Work instruction: Scan the data below for the string "CacheError". Show every line where it turns up.

Collected data:
━━━━━━

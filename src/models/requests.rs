//! Request DTOs for the query cache API
//!
//! Defines the structure of incoming HTTP request bodies and query strings.
//! Query types arrive as plain strings and are parsed by the handlers so an
//! unknown type is reported as a 400 with a JSON error body.

use serde::Deserialize;
use serde_json::Value;

use crate::cache::QueryType;
use crate::error::Result;

/// Request body for key derivation (POST /keys)
#[derive(Debug, Clone, Deserialize)]
#[serde(rename_all = "camelCase")]
pub struct DeriveKeyRequest {
    pub query_type: String,
    /// Request parameters; any JSON value
    #[serde(default)]
    pub params: Value,
}

impl DeriveKeyRequest {
    pub fn query_type(&self) -> Result<QueryType> {
        self.query_type.parse()
    }
}

/// Request body for the upsert operation (PUT /entries)
#[derive(Debug, Clone, Deserialize)]
#[serde(rename_all = "camelCase")]
pub struct SetEntryRequest {
    pub cache_key: String,
    pub query_type: String,
    /// Result to cache, stored as serialized JSON
    pub payload: Value,
}

impl SetEntryRequest {
    /// Parses the query type. The key itself is checked by the store.
    pub fn query_type(&self) -> Result<QueryType> {
        self.query_type.parse()
    }
}

/// Query string for DELETE /entries
#[derive(Debug, Clone, Default, Deserialize)]
#[serde(rename_all = "camelCase")]
pub struct ClearQuery {
    #[serde(default)]
    pub query_type: Option<String>,
}

impl ClearQuery {
    pub fn query_type(&self) -> Result<Option<QueryType>> {
        self.query_type.as_deref().map(str::parse::<QueryType>).transpose()
    }
}
//! Cache Entry Module
//!
//! Defines cached rows, the query categories they belong to and the fixed
//! TTL attached to each category.

use std::fmt;
use std::str::FromStr;
use std::time::Duration;

use serde::{Deserialize, Serialize};
use uuid::Uuid;

use crate::error::CacheError;

const HOUR_SECS: u64 = 60 * 60;
const DAY_SECS: u64 = 24 * HOUR_SECS;

// == Query Type ==
/// Category of the expensive operation whose result is cached.
#[derive(Debug, Clone, Copy, PartialEq, Eq, Hash, PartialOrd, Ord, Serialize, Deserialize)]
#[serde(rename_all = "lowercase")]
pub enum QueryType {
    /// Address to coordinates
    Geocode,
    /// Coordinates to zoning district and overlays
    Zoning,
    /// Document-grounded question answering
    Rag,
}

impl QueryType {
    /// Every query type, in display order.
    pub const ALL: [QueryType; 3] = [QueryType::Geocode, QueryType::Zoning, QueryType::Rag];

    /// Time-to-live for results of this type.
    ///
    /// Addresses essentially never move, zoning changes over months and
    /// document answers should follow source updates.
    pub fn ttl(self) -> Duration {
        match self {
            QueryType::Geocode => Duration::from_secs(30 * DAY_SECS),
            QueryType::Zoning => Duration::from_secs(7 * DAY_SECS),
            QueryType::Rag => Duration::from_secs(24 * HOUR_SECS),
        }
    }

    /// TTL in milliseconds.
    pub fn ttl_ms(self) -> u64 {
        self.ttl().as_millis() as u64
    }

    pub fn as_str(self) -> &'static str {
        match self {
            QueryType::Geocode => "geocode",
            QueryType::Zoning => "zoning",
            QueryType::Rag => "rag",
        }
    }
}

impl fmt::Display for QueryType {
    fn fmt(&self, f: &mut fmt::Formatter<'_>) -> fmt::Result {
        f.write_str(self.as_str())
    }
}

impl FromStr for QueryType {
    type Err = CacheError;

    fn from_str(s: &str) -> Result<Self, Self::Err> {
        match s {
            "geocode" => Ok(QueryType::Geocode),
            "zoning" => Ok(QueryType::Zoning),
            "rag" => Ok(QueryType::Rag),
            other => Err(CacheError::InvalidRequest(format!(
                "Unknown query type: {}",
                other
            ))),
        }
    }
}

// == Entry Id ==
/// Identifier of a stored row, stable across upserts of the same key.
#[derive(Debug, Clone, Copy, PartialEq, Eq, Hash, Serialize, Deserialize)]
#[serde(transparent)]
pub struct EntryId(Uuid);

impl EntryId {
    pub fn new() -> Self {
        Self(Uuid::new_v4())
    }
}

impl Default for EntryId {
    fn default() -> Self {
        Self::new()
    }
}

impl fmt::Display for EntryId {
    fn fmt(&self, f: &mut fmt::Formatter<'_>) -> fmt::Result {
        self.0.fmt(f)
    }
}

// == Cache Entry ==
/// A single cached result and its bookkeeping.
#[derive(Debug, Clone, PartialEq, Eq)]
pub struct CacheEntry {
    pub id: EntryId,
    /// Derived key, unique across the table
    pub cache_key: String,
    pub query_type: QueryType,
    /// Serialized result, opaque to the cache
    pub payload: String,
    /// Hits served since creation
    pub hit_count: u64,
    /// Creation timestamp (Unix milliseconds), kept across refreshes
    pub created_at: u64,
    /// Expiration timestamp (Unix milliseconds)
    pub expires_at: u64,
}

impl CacheEntry {
    // == Constructor ==
    /// Creates a fresh entry written at `now_ms`.
    pub fn new(
        cache_key: impl Into<String>,
        query_type: QueryType,
        payload: impl Into<String>,
        now_ms: u64,
    ) -> Self {
        Self {
            id: EntryId::new(),
            cache_key: cache_key.into(),
            query_type,
            payload: payload.into(),
            hit_count: 0,
            created_at: now_ms,
            expires_at: now_ms + query_type.ttl_ms(),
        }
    }

    // == Refresh ==
    /// Replaces the payload and restarts the TTL from `now_ms`.
    ///
    /// `created_at`, `hit_count` and `id` are left alone.
    pub fn refresh(&mut self, query_type: QueryType, payload: String, now_ms: u64) {
        self.query_type = query_type;
        self.payload = payload;
        self.expires_at = now_ms + query_type.ttl_ms();
    }

    // == Is Expired ==
    /// An entry is expired once `expires_at` is strictly in the past.
    pub fn is_expired(&self, now_ms: u64) -> bool {
        self.expires_at < now_ms
    }
}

━━━━━━

Solution to the exercise:
use crate::error::CacheError;
    type Err = CacheError;
            other => Err(CacheError::InvalidRequest(format!(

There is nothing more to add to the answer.